§ Rule 605. Competency of judge as witness
Rule 605. Competency of judge as witness
The judge presiding at a trial or other proceeding may not testify as a witness in that trial or proceeding.
Comment: This rule differs from F.R.E. 605. Pa.R.E. 605 departs from the first sentence of F.R.E. 605 to clarify the meaning of the rule. The second sentence of F.R.E. 605 which provides, “[n]o objection need be made in order to preserve the point,” has not been adopted.
Pa.R.E. 605 makes a judge absolutely incompetent to be a witness on any matter in any proceeding at which the judge presides.

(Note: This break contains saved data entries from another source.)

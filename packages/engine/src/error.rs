//! Error types for the tagwalk engine
//!
//! The walker itself never fails. Every error a transform call can return
//! originates either in a user-supplied transform function or hook, or in
//! the document/registry loading helpers around the core.

use thiserror::Error;

/// Main error type for engine operations
#[derive(Error, Debug)]
pub enum EngineError {
    /// Failure reported by a transform function or hook
    #[error("{0}")]
    Failed(String),

    /// Arbitrary error raised by a transform function or hook
    #[error(transparent)]
    Custom(Box<dyn std::error::Error + Send + Sync>),

    /// Registry document has the wrong shape
    #[error("Invalid registry: {0}")]
    InvalidRegistry(String),

    /// Failed to load a document
    #[error("Failed to load document: {0}")]
    LoadError(String),

    /// Opaque host value reached a serializer
    #[error("Cannot serialize opaque value of type {0}")]
    OpaqueValue(&'static str),

    /// JSON serialization error
    #[error("JSON error: {0}")]
    JsonError(#[from] serde_json::Error),

    /// YAML parsing error
    #[error("YAML parse error: {0}")]
    YamlError(#[from] serde_yaml_ng::Error),

    /// IO error (file operations)
    #[error("IO error: {0}")]
    IoError(#[from] std::io::Error),
}

impl EngineError {
    /// Shorthand for a plain-message failure from user code.
    pub fn failed(message: impl Into<String>) -> Self {
        EngineError::Failed(message.into())
    }

    /// Wrap any error raised inside a transform function or hook.
    pub fn custom<E>(err: E) -> Self
    where
        E: std::error::Error + Send + Sync + 'static,
    {
        EngineError::Custom(Box::new(err))
    }
}

/// Result type alias for engine operations
pub type Result<T> = std::result::Result<T, EngineError>;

Cf., Municipal Publications, Inc. v. Court of Common Pleas, 507 Pa. 194, 489 A.2d (1985)(applying Canon 3C of the Pennsylvania Code of Judicial Conduct, and holding that at a hearing on a motion to recuse a judge, the judge himself could not testify on the issues raised in the motion and continue to preside at the hearing).

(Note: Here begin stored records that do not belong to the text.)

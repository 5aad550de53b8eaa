//! Then step definitions
//!
//! Steps that verify results, errors and context contents.

use cucumber::{gherkin::Step, then};

use crate::helpers::documents::docstring_node;
use crate::world::TagwalkWorld;

#[then("the result is:")]
fn assert_result(world: &mut TagwalkWorld, step: &Step) {
    assert!(
        world.is_success(),
        "Expected successful transform, got error: {:?}",
        world.error_message()
    );

    let expected = docstring_node(step);
    assert_eq!(
        world.result.as_ref(),
        Some(&expected),
        "Unexpected transform result"
    );
}

#[then(expr = "the transform fails with {string}")]
fn assert_failure(world: &mut TagwalkWorld, message: String) {
    assert!(
        !world.is_success(),
        "Expected transform to fail, got result: {:?}",
        world.result
    );
    assert_eq!(world.error_message().as_deref(), Some(message.as_str()));
}

#[then(expr = "the context field {string} equals:")]
fn assert_context_field(world: &mut TagwalkWorld, key: String, step: &Step) {
    let expected = docstring_node(step);
    assert_eq!(
        world.context.get(&key),
        Some(&expected),
        "Unexpected context field {key}"
    );
}

#[then(expr = "the context has no field {string}")]
fn assert_no_context_field(world: &mut TagwalkWorld, key: String) {
    assert!(
        !world.context.contains_key(&key),
        "Expected no context field {key}, found {:?}",
        world.context.get(&key)
    );
}

#[then(expr = "the registry still has no tag {string}")]
fn assert_registry_unchanged(world: &mut TagwalkWorld, tag: String) {
    assert!(!world.transformer().config().registry().contains(&tag));
}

There is no Pennsylvania authority on the meaning of “testify as a witness.” However, based upon the legislative history of F.R.E. 605, a judge may be said to “testify” even if he has not been called to the witness stand. See 27 Wright & Gold, Federal Practice and Procedure § 6063 (1990) (citing United States v. Lillie, 953 F.2d 1188 (10th Cir. 1992) (judge in bench trial taking a view without knowledge or presence of counsel and parties)); Jones v. Beneficial Trust Life Ins. Co., 800 F.2d 1397 (5th Cir. 1986) (introduction at trial of judge's pretrial ruling); United States v. Pritchett, 699 F.2d 317 (6th Cir. 1983) (judge's comments from bench).

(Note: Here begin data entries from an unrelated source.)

//! Given step definitions
//!
//! Steps that set up the registry, hooks and context for scenarios.

use cucumber::{gherkin::Step, given};
use tagwalk_engine::{Entry, Registry};

use crate::helpers::documents::docstring_node;
use crate::world::TagwalkWorld;

// =============================================================================
// Registry steps
// =============================================================================

#[given("the standard test tags are registered")]
fn register_standard_tags(world: &mut TagwalkWorld) {
    world.register_standard_tags();
}

#[given(expr = "the constant {string} is registered as:")]
fn register_constant(world: &mut TagwalkWorld, tag: String, step: &Step) {
    world.registry.insert(tag, Entry::constant(docstring_node(step)));
}

#[given(expr = "the per-call constant {string} is:")]
fn register_per_call_constant(world: &mut TagwalkWorld, tag: String, step: &Step) {
    world
        .extra
        .get_or_insert_with(Registry::new)
        .insert(tag, Entry::constant(docstring_node(step)));
}

#[given("the following constants registry:")]
fn load_constants_registry(world: &mut TagwalkWorld, step: &Step) {
    let registry = Registry::from_node(docstring_node(step))
        .unwrap_or_else(|e| panic!("Invalid registry: {e}"));
    world.registry.extend(&registry);
}

// =============================================================================
// Configuration steps
// =============================================================================

#[given(expr = "the maximum depth is {int}")]
fn set_max_depth(world: &mut TagwalkWorld, depth: usize) {
    world.max_depth = Some(depth);
}

#[given("a leaf hook that lowercases strings")]
fn lowercase_leaves(world: &mut TagwalkWorld) {
    world.hooks.lowercase_leaves = true;
}

#[given("a level-one hook that stores each field in the context")]
fn publish_fields(world: &mut TagwalkWorld) {
    world.hooks.publish_fields = true;
}

#[given("a level-one hook that adds one to numeric fields")]
fn increment_fields(world: &mut TagwalkWorld) {
    world.hooks.increment_fields = true;
}

#[given("a root hook that wraps the result in a sequence")]
fn wrap_root(world: &mut TagwalkWorld) {
    world.hooks.wrap_root = true;
}

// =============================================================================
// Context steps
// =============================================================================

#[given(expr = "the context field {string} is:")]
fn set_context_field(world: &mut TagwalkWorld, key: String, step: &Step) {
    world.context.insert(key, docstring_node(step));
}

Pa.R.E. 605 does not include the final sentence of F.R.E. 605, which provides, in effect, an “automatic” objection to testimony by the presiding judge. The Federal Rule includes the “automatic” objection to free the opponent of the testimony from having to choose between waiving a challenge to the testimony by not objecting and risking offense to the judge by objecting. F.R.E. 605 advisory committee notes. This puts undue emphasis on the sensibilities of trial judges. Moreover, since courts have applied F.R.E. 605 to situations where the trial judge has not been called to the stand, the “automatic” objection precludes the only means of alerting the trial judge to the need for corrective action before it is too late. For these reasons, Pa.R.E. 605 takes the opposite approach--an objection must be made to preserve the issue of violation of the Rule. This is consistent with the provisions of Pa.R.E. 103 that error may not be predicated on a ruling admitting evidence in the absence of a timely objection, motion to strike, or motion in limine. Of course, the court should provide an opportunity for the making of the objection out of the presence of the jury.